Neeshita Nyayapati of The Times of India gave the film a rating of 2.5/5 and wrote "Acharya lacks the soul it needed to pull off a tale that banks too much on people connecting to the concept of dharma". Janani K of India Today gave the film a rating of 2.5/5 and wrote "Acharya is an outdated story that talks about dharma, illegal mining and the importance of our roots. The father-son duo tried their best to keep things interesting". A reviewer from The Hans India gave the film a rating of 2.25/5 and wrote "‘Acharya’ movie is an outdated story and is further ruined by an unimpressive narration from Koratala Siva".

Medabayani Balakrishna of News 18 gave the film a rating of 1.5/5 and wrote "The sloppy play with the routine scenes, the boring treatment and the weak sequences are the minus points for this movie.
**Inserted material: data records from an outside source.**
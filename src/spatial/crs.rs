//! WGS84 lon/lat → British National Grid.
//!
//! Listing exports carry WGS84 coordinates while ONS/London Datastore boundary
//! files are usually in EPSG:27700. The conversion is the Ordnance Survey
//! recipe:
//!
//! 1. geodetic → cartesian on the GRS80/WGS84 ellipsoid
//! 2. 7-parameter Helmert shift WGS84 → OSGB36
//! 3. cartesian → geodetic on the Airy 1830 ellipsoid
//! 4. Transverse Mercator with the National Grid origin
//!
//! Accuracy is a few metres (the Helmert shift is the limiting factor), which
//! is fine for assigning listings to polygons.

use geo::Point;

use crate::domain::Crs;

struct Ellipsoid {
    a: f64,
    b: f64,
}

const WGS84: Ellipsoid = Ellipsoid {
    a: 6_378_137.000,
    b: 6_356_752.314_245,
};

const AIRY_1830: Ellipsoid = Ellipsoid {
    a: 6_377_563.396,
    b: 6_356_256.909,
};

// Helmert WGS84 → OSGB36 (metres, arc-seconds, ppm).
const TX: f64 = -446.448;
const TY: f64 = 125.157;
const TZ: f64 = -542.060;
const RX_SEC: f64 = -0.1502;
const RY_SEC: f64 = -0.2470;
const RZ_SEC: f64 = -0.8421;
const S_PPM: f64 = 20.4894;

// National Grid projection constants.
const F0: f64 = 0.999_601_271_7;
const LAT0_DEG: f64 = 49.0;
const LON0_DEG: f64 = -2.0;
const N0: f64 = -100_000.0;
const E0: f64 = 400_000.0;

/// Convert a point between supported CRSs.
///
/// Only the WGS84 → BNG direction is supported; other requests are identity
/// when source and target match and `None` otherwise.
pub fn reproject(point: Point<f64>, from: Crs, to: Crs) -> Option<Point<f64>> {
    match (from, to) {
        (a, b) if a == b => Some(point),
        (Crs::Wgs84, Crs::Bng) => {
            let (e, n) = wgs84_to_bng(point.x(), point.y());
            Some(Point::new(e, n))
        }
        _ => None,
    }
}

/// WGS84 longitude/latitude (degrees) to BNG easting/northing (metres).
pub fn wgs84_to_bng(lon_deg: f64, lat_deg: f64) -> (f64, f64) {
    let (x, y, z) = geodetic_to_cartesian(lat_deg.to_radians(), lon_deg.to_radians(), &WGS84);
    let (x, y, z) = helmert_wgs84_to_osgb36(x, y, z);
    let (lat, lon) = cartesian_to_geodetic(x, y, z, &AIRY_1830);
    osgb36_to_grid(lat, lon)
}

fn geodetic_to_cartesian(lat: f64, lon: f64, ell: &Ellipsoid) -> (f64, f64, f64) {
    let e2 = 1.0 - (ell.b * ell.b) / (ell.a * ell.a);
    let nu = ell.a / (1.0 - e2 * lat.sin().powi(2)).sqrt();
    (
        nu * lat.cos() * lon.cos(),
        nu * lat.cos() * lon.sin(),
        (1.0 - e2) * nu * lat.sin(),
    )
}

fn helmert_wgs84_to_osgb36(x: f64, y: f64, z: f64) -> (f64, f64, f64) {
    let sec = (1.0_f64 / 3600.0).to_radians();
    let (rx, ry, rz) = (RX_SEC * sec, RY_SEC * sec, RZ_SEC * sec);
    let s1 = 1.0 + S_PPM * 1e-6;
    (
        TX + x * s1 - y * rz + z * ry,
        TY + x * rz + y * s1 - z * rx,
        TZ - x * ry + y * rx + z * s1,
    )
}

fn cartesian_to_geodetic(x: f64, y: f64, z: f64, ell: &Ellipsoid) -> (f64, f64) {
    let e2 = 1.0 - (ell.b * ell.b) / (ell.a * ell.a);
    let p = (x * x + y * y).sqrt();
    let mut lat = z.atan2(p * (1.0 - e2));
    for _ in 0..10 {
        let nu = ell.a / (1.0 - e2 * lat.sin().powi(2)).sqrt();
        let next = (z + e2 * nu * lat.sin()).atan2(p);
        if (next - lat).abs() < 1e-12 {
            lat = next;
            break;
        }
        lat = next;
    }
    (lat, y.atan2(x))
}

/// OSGB36 latitude/longitude (radians) to National Grid easting/northing.
pub fn osgb36_to_grid(lat: f64, lon: f64) -> (f64, f64) {
    let a = AIRY_1830.a;
    let b = AIRY_1830.b;
    let lat0 = LAT0_DEG.to_radians();
    let lon0 = LON0_DEG.to_radians();

    let e2 = 1.0 - (b * b) / (a * a);
    let n = (a - b) / (a + b);
    let n2 = n * n;
    let n3 = n2 * n;

    let sin_lat = lat.sin();
    let cos_lat = lat.cos();
    let tan_lat = lat.tan();

    let nu = a * F0 / (1.0 - e2 * sin_lat * sin_lat).sqrt();
    let rho = a * F0 * (1.0 - e2) / (1.0 - e2 * sin_lat * sin_lat).powf(1.5);
    let eta2 = nu / rho - 1.0;

    let dlat = lat - lat0;
    let slat = lat + lat0;
    let ma = (1.0 + n + 1.25 * n2 + 1.25 * n3) * dlat;
    let mb = (3.0 * n + 3.0 * n2 + 2.625 * n3) * dlat.sin() * slat.cos();
    let mc = (1.875 * n2 + 1.875 * n3) * (2.0 * dlat).sin() * (2.0 * slat).cos();
    let md = (35.0 / 24.0) * n3 * (3.0 * dlat).sin() * (3.0 * slat).cos();
    let m = b * F0 * (ma - mb + mc - md);

    let cos3 = cos_lat.powi(3);
    let cos5 = cos_lat.powi(5);
    let tan2 = tan_lat * tan_lat;
    let tan4 = tan2 * tan2;

    let i = m + N0;
    let ii = (nu / 2.0) * sin_lat * cos_lat;
    let iii = (nu / 24.0) * sin_lat * cos3 * (5.0 - tan2 + 9.0 * eta2);
    let iiia = (nu / 720.0) * sin_lat * cos5 * (61.0 - 58.0 * tan2 + tan4);
    let iv = nu * cos_lat;
    let v = (nu / 6.0) * cos3 * (nu / rho - tan2);
    let vi = (nu / 120.0) * cos5 * (5.0 - 18.0 * tan2 + tan4 + 14.0 * eta2 - 58.0 * tan2 * eta2);

    let dl = lon - lon0;
    let northing = i + ii * dl.powi(2) + iii * dl.powi(4) + iiia * dl.powi(6);
    let easting = E0 + iv * dl + v * dl.powi(3) + vi * dl.powi(5);
    (easting, northing)
}

#[cfg(test)]
mod tests {
    use super::*;

    fn dms(d: f64, m: f64, s: f64) -> f64 {
        (d + m / 60.0 + s / 3600.0).to_radians()
    }

    #[test]
    fn ordnance_survey_worked_example() {
        // OS "A guide to coordinate systems in Great Britain", worked example C.1.
        let (e, n) = osgb36_to_grid(dms(52.0, 39.0, 27.2531), dms(1.0, 43.0, 4.5177));
        assert!((e - 651_409.903).abs() < 0.01, "easting {e}");
        assert!((n - 313_177.270).abs() < 0.01, "northing {n}");
    }

    #[test]
    fn nelsons_column_grid_reference() {
        // Nelson's Column, Trafalgar Square: 51.50775N 0.12795W.
        let (e, n) = wgs84_to_bng(-0.127_95, 51.507_75);
        assert!((e - 530_017.0).abs() < 10.0, "easting {e}");
        assert!((n - 180_419.0).abs() < 10.0, "northing {n}");
    }

    #[test]
    fn greenwich_sits_on_the_airy_meridian() {
        // Airy Transit Circle. WGS84 puts it 5.31" west of the IERS meridian;
        // on OSGB36 it defines longitude zero.
        let lat = 51.477_811;
        let (e, n) = wgs84_to_bng(-0.001_475, lat);
        let (x, y, z) = geodetic_to_cartesian(lat.to_radians(), (-0.001_475_f64).to_radians(), &WGS84);
        let (x, y, z) = helmert_wgs84_to_osgb36(x, y, z);
        let (osgb_lat, osgb_lon) = cartesian_to_geodetic(x, y, z, &AIRY_1830);
        let (meridian_e, meridian_n) = osgb36_to_grid(osgb_lat, 0.0);
        assert!(osgb_lon.to_degrees().abs() < 0.000_2, "longitude {}", osgb_lon.to_degrees());
        assert!((e - meridian_e).abs() < 12.0, "easting {e} vs {meridian_e}");
        assert!((n - meridian_n).abs() < 1.0, "northing {n}");
        assert!((e - 538_885.0).abs() < 10.0, "easting {e}");
        assert!((n - 177_321.0).abs() < 10.0, "northing {n}");
    }

    #[test]
    fn reproject_identity_and_unsupported() {
        let p = Point::new(1.0, 2.0);
        assert_eq!(reproject(p, Crs::Bng, Crs::Bng), Some(p));
        assert!(reproject(p, Crs::Bng, Crs::Wgs84).is_none());
    }
}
Manoj Kumar R of The Indian Express gave the film a rating of 1/5 and wrote "The writing is so poor that even the two actors' massive stardom feels inadequate to lift this movie. It's a snooze fest". Sangeetha Devi Dundoo of The Hindu stated "The playoffs between Chiranjeevi and Ram Charan are endearing, but the film is utterly boring". Sowmya Rajendran of The News Minute gave the film a rating of 1/5 and wrote "It is puzzling how director Koratala Siva managed to achieve this casting coup with such a tedious storyline".